Stored entries:
###
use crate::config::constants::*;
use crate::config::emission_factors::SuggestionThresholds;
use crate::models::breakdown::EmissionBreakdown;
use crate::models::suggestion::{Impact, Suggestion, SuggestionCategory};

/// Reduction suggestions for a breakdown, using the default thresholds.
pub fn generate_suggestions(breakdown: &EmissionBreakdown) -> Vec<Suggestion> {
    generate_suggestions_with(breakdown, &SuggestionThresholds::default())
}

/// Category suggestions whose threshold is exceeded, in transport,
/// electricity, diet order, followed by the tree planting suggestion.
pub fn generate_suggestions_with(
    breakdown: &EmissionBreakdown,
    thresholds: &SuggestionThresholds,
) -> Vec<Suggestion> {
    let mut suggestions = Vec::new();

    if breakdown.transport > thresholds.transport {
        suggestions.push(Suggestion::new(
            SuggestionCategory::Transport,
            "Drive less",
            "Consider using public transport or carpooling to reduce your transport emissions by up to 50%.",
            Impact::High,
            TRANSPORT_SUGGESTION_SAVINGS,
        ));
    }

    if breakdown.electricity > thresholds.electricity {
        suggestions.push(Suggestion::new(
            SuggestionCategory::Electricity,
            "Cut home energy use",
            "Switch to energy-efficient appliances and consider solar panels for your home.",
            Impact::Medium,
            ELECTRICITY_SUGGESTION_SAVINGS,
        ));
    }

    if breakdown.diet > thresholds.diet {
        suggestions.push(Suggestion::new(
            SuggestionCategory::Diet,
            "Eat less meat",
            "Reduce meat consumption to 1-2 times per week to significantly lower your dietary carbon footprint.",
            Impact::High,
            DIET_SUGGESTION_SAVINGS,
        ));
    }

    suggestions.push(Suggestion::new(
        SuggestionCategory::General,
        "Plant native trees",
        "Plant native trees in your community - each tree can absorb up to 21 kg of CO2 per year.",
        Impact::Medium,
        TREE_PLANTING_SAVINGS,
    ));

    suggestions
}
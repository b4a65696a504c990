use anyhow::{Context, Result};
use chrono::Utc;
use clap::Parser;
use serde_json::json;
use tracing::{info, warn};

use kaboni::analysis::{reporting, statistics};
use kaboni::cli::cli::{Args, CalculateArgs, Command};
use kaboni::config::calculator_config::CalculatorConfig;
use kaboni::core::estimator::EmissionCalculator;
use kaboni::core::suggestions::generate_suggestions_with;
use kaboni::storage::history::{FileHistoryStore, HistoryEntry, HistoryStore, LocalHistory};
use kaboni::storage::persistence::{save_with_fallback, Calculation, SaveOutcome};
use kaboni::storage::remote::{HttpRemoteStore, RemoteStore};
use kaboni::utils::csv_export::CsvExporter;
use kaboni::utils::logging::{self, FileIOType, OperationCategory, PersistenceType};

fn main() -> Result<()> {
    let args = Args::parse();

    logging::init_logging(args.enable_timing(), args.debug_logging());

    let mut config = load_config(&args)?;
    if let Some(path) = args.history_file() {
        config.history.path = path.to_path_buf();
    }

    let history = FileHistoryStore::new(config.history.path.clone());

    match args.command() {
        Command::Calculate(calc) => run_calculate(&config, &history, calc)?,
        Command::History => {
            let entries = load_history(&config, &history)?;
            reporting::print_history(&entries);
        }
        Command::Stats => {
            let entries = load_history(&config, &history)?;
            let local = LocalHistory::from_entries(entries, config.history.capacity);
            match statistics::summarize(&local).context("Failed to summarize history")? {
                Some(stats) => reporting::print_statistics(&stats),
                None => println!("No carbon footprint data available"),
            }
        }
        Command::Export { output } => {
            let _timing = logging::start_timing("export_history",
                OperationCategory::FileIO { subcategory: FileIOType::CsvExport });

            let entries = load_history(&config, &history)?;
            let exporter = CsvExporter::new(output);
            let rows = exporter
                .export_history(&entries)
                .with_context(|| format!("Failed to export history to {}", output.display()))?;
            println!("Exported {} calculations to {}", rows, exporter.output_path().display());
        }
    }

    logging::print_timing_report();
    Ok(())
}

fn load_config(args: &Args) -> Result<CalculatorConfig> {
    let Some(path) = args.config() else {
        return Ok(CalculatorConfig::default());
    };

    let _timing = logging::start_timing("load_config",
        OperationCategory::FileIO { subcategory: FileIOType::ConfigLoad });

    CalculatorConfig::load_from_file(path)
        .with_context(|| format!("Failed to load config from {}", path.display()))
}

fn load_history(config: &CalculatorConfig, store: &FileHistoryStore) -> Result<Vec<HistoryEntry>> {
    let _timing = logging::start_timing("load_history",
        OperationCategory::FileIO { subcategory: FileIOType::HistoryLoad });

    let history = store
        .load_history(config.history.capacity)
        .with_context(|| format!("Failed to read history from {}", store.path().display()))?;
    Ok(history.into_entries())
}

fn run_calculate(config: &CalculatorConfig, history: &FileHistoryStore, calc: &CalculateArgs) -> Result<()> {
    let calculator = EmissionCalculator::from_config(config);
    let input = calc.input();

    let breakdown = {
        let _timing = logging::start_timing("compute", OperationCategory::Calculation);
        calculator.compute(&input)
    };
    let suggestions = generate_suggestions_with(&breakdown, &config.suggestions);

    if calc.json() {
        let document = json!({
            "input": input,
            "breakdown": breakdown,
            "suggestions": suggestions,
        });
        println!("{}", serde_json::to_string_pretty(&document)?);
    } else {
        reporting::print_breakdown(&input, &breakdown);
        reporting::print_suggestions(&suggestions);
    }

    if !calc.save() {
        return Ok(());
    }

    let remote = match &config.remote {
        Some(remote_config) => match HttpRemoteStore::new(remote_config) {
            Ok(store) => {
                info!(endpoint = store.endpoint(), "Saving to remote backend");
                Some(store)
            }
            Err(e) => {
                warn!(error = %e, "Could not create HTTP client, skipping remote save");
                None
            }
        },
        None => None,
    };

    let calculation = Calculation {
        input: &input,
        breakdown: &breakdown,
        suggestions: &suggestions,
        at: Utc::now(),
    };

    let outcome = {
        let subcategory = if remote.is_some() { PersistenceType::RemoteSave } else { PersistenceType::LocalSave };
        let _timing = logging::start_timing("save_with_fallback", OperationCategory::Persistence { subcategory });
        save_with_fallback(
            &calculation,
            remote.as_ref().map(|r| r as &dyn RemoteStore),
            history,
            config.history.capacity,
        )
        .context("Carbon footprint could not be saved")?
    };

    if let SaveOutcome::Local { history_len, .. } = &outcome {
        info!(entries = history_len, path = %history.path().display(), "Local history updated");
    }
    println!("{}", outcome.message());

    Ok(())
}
###
Required action:
Copy each record from above exactly, and include every line.

Response:
use crate::config::constants::*;
use crate::config::emission_factors::SuggestionThresholds;
use crate::models::breakdown::EmissionBreakdown;
use crate::models::suggestion::{Impact, Suggestion, SuggestionCategory};

/// Reduction suggestions for a breakdown, using the default thresholds.
pub fn generate_suggestions(breakdown: &EmissionBreakdown) -> Vec<Suggestion> {
    generate_suggestions_with(breakdown, &SuggestionThresholds::default())
}

/// Category suggestions whose threshold is exceeded, in transport,
/// electricity, diet order, followed by the tree planting suggestion.
pub fn generate_suggestions_with(
    breakdown: &EmissionBreakdown,
    thresholds: &SuggestionThresholds,
) -> Vec<Suggestion> {
    let mut suggestions = Vec::new();

    if breakdown.transport > thresholds.transport {
        suggestions.push(Suggestion::new(
            SuggestionCategory::Transport,
            "Drive less",
            "Consider using public transport or carpooling to reduce your transport emissions by up to 50%.",
            Impact::High,
            TRANSPORT_SUGGESTION_SAVINGS,
        ));
    }

    if breakdown.electricity > thresholds.electricity {
        suggestions.push(Suggestion::new(
            SuggestionCategory::Electricity,
            "Cut home energy use",
            "Switch to energy-efficient appliances and consider solar panels for your home.",
            Impact::Medium,
            ELECTRICITY_SUGGESTION_SAVINGS,
        ));
    }

    if breakdown.diet > thresholds.diet {
        suggestions.push(Suggestion::new(
            SuggestionCategory::Diet,
            "Eat less meat",
            "Reduce meat consumption to 1-2 times per week to significantly lower your dietary carbon footprint.",
            Impact::High,
            DIET_SUGGESTION_SAVINGS,
        ));
    }

    suggestions.push(Suggestion::new(
        SuggestionCategory::General,
        "Plant native trees",
        "Plant native trees in your community - each tree can absorb up to 21 kg of CO2 per year.",
        Impact::Medium,
        TREE_PLANTING_SAVINGS,
    ));

    suggestions
}
repository b4a65696a504c990
use anyhow::{Context, Result};
use chrono::Utc;
use clap::Parser;
use serde_json::json;
use tracing::{info, warn};

use kaboni::analysis::{reporting, statistics};
use kaboni::cli::cli::{Args, CalculateArgs, Command};
use kaboni::config::calculator_config::CalculatorConfig;
use kaboni::core::estimator::EmissionCalculator;
use kaboni::core::suggestions::generate_suggestions_with;
use kaboni::storage::history::{FileHistoryStore, HistoryEntry, HistoryStore, LocalHistory};
use kaboni::storage::persistence::{save_with_fallback, Calculation, SaveOutcome};
use kaboni::storage::remote::{HttpRemoteStore, RemoteStore};
use kaboni::utils::csv_export::CsvExporter;
use kaboni::utils::logging::{self, FileIOType, OperationCategory, PersistenceType};

fn main() -> Result<()> {
    let args = Args::parse();

    logging::init_logging(args.enable_timing(), args.debug_logging());

    let mut config = load_config(&args)?;
    if let Some(path) = args.history_file() {
        config.history.path = path.to_path_buf();
    }

    let history = FileHistoryStore::new(config.history.path.clone());

    match args.command() {
        Command::Calculate(calc) => run_calculate(&config, &history, calc)?,
        Command::History => {
            let entries = load_history(&config, &history)?;
            reporting::print_history(&entries);
        }
        Command::Stats => {
            let entries = load_history(&config, &history)?;
            let local = LocalHistory::from_entries(entries, config.history.capacity);
            match statistics::summarize(&local).context("Failed to summarize history")? {
                Some(stats) => reporting::print_statistics(&stats),
                None => println!("No carbon footprint data available"),
            }
        }
        Command::Export { output } => {
            let _timing = logging::start_timing("export_history",
                OperationCategory::FileIO { subcategory: FileIOType::CsvExport });

            let entries = load_history(&config, &history)?;
            let exporter = CsvExporter::new(output);
            let rows = exporter
                .export_history(&entries)
                .with_context(|| format!("Failed to export history to {}", output.display()))?;
            println!("Exported {} calculations to {}", rows, exporter.output_path().display());
        }
    }

    logging::print_timing_report();
    Ok(())
}

fn load_config(args: &Args) -> Result<CalculatorConfig> {
    let Some(path) = args.config() else {
        return Ok(CalculatorConfig::default());
    };

    let _timing = logging::start_timing("load_config",
        OperationCategory::FileIO { subcategory: FileIOType::ConfigLoad });

    CalculatorConfig::load_from_file(path)
        .with_context(|| format!("Failed to load config from {}", path.display()))
}

fn load_history(config: &CalculatorConfig, store: &FileHistoryStore) -> Result<Vec<HistoryEntry>> {
    let _timing = logging::start_timing("load_history",
        OperationCategory::FileIO { subcategory: FileIOType::HistoryLoad });

    let history = store
        .load_history(config.history.capacity)
        .with_context(|| format!("Failed to read history from {}", store.path().display()))?;
    Ok(history.into_entries())
}

fn run_calculate(config: &CalculatorConfig, history: &FileHistoryStore, calc: &CalculateArgs) -> Result<()> {
    let calculator = EmissionCalculator::from_config(config);
    let input = calc.input();

    let breakdown = {
        let _timing = logging::start_timing("compute", OperationCategory::Calculation);
        calculator.compute(&input)
    };
    let suggestions = generate_suggestions_with(&breakdown, &config.suggestions);

    if calc.json() {
        let document = json!({
            "input": input,
            "breakdown": breakdown,
            "suggestions": suggestions,
        });
        println!("{}", serde_json::to_string_pretty(&document)?);
    } else {
        reporting::print_breakdown(&input, &breakdown);
        reporting::print_suggestions(&suggestions);
    }

    if !calc.save() {
        return Ok(());
    }

    let remote = match &config.remote {
        Some(remote_config) => match HttpRemoteStore::new(remote_config) {
            Ok(store) => {
                info!(endpoint = store.endpoint(), "Saving to remote backend");
                Some(store)
            }
            Err(e) => {
                warn!(error = %e, "Could not create HTTP client, skipping remote save");
                None
            }
        },
        None => None,
    };

    let calculation = Calculation {
        input: &input,
        breakdown: &breakdown,
        suggestions: &suggestions,
        at: Utc::now(),
    };

    let outcome = {
        let subcategory = if remote.is_some() { PersistenceType::RemoteSave } else { PersistenceType::LocalSave };
        let _timing = logging::start_timing("save_with_fallback", OperationCategory::Persistence { subcategory });
        save_with_fallback(
            &calculation,
            remote.as_ref().map(|r| r as &dyn RemoteStore),
            history,
            config.history.capacity,
        )
        .context("Carbon footprint could not be saved")?
    };

    if let SaveOutcome::Local { history_len, .. } = &outcome {
        info!(entries = history_len, path = %history.path().display(), "Local history updated");
    }
    println!("{}", outcome.message());

    Ok(())
}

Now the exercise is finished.